I hadn’t gotten a new job, and it wasn’t my birthday—just a normal day.

I was out for a spring walk around the lake in my new neighborhood. My family had just moved from the suburbs to the city, and the bustling walk path was nothing like the private, solo walks I’d had in the ‘burbs.

The day was alive with life — laughing families, moms pushing strollers with sleeping babies, bikers pedaling furiously, children writing notes to the magical elf living in the ash tree, a man reading contentedly on a bench.

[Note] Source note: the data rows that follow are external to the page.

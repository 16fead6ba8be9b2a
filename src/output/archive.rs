//! Archive packaging and download-path resolution

use crate::error::{Error, Result};
use std::fs::File;
use std::io::Write;
use std::path::{Path, PathBuf};
use zip::write::SimpleFileOptions;
use zip::{CompressionMethod, ZipWriter};

/// Sanitize a user-supplied archive base name.
///
/// Whitespace becomes `_`; anything outside `[A-Za-z0-9._-]` is dropped;
/// leading and trailing dots are stripped so the result can never name a
/// hidden file or a traversal segment. Returns `None` when nothing safe
/// remains, in which case the caller falls back to the session id.
pub fn sanitize_zipname(raw: &str) -> Option<String> {
    let mut out = String::with_capacity(raw.len());
    for ch in raw.trim().chars() {
        if ch.is_ascii_alphanumeric() || matches!(ch, '-' | '_' | '.') {
            out.push(ch);
        } else if ch.is_whitespace() {
            out.push('_');
        }
    }

    let out = out.trim_matches('.');
    if out.is_empty() {
        None
    } else {
        Some(out.to_string())
    }
}

/// Package page images into `<output_root>/<base_name>.zip`.
///
/// Entries are stored flat under their base filenames, deflated. An existing
/// archive with the same name is overwritten (last write wins).
pub fn write_archive(output_root: &Path, base_name: &str, page_paths: &[PathBuf]) -> Result<PathBuf> {
    let archive_path = output_root.join(format!("{}.zip", base_name));
    let mut zip = ZipWriter::new(File::create(&archive_path)?);
    let options = SimpleFileOptions::default().compression_method(CompressionMethod::Deflated);

    for path in page_paths {
        let entry_name = path
            .file_name()
            .and_then(|name| name.to_str())
            .ok_or_else(|| Error::Internal(format!("Invalid page path: {}", path.display())))?;

        zip.start_file(entry_name, options)?;
        zip.write_all(&std::fs::read(path)?)?;
    }

    zip.finish()?;
    Ok(archive_path)
}

/// Resolve a download path segment to an archive file in the output root.
///
/// Any name carrying path separators or traversal segments resolves to
/// not-found, as does a name with no file behind it.
pub fn resolve_archive(output_root: &Path, filename: &str) -> Result<PathBuf> {
    let not_found = || Error::ArchiveNotFound {
        name: filename.to_string(),
    };

    if filename.is_empty() || filename.contains(['/', '\\']) || filename.contains("..") {
        return Err(not_found());
    }

    let path = output_root.join(filename);
    if !path.is_file() {
        return Err(not_found());
    }

    Ok(path)
}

And that’s when the feeling bloomed like a rose within me.

The openness and lightness in my body were refreshing but unfamiliar. I wasn’t sure what to do about it. I wondered if I should hide it—habits are habits, after all.

Then, a woman walked toward me and smiled. My own smile emerged spontaneously — without a thought or calculation, only a desire to share my joy.

That was it. That’s all that happened. I was just a woman on a walk, experiencing joy for no particular reason, other than that I had worked to make space for her—she is definitely a “her”—in my body so that she could show up in my life.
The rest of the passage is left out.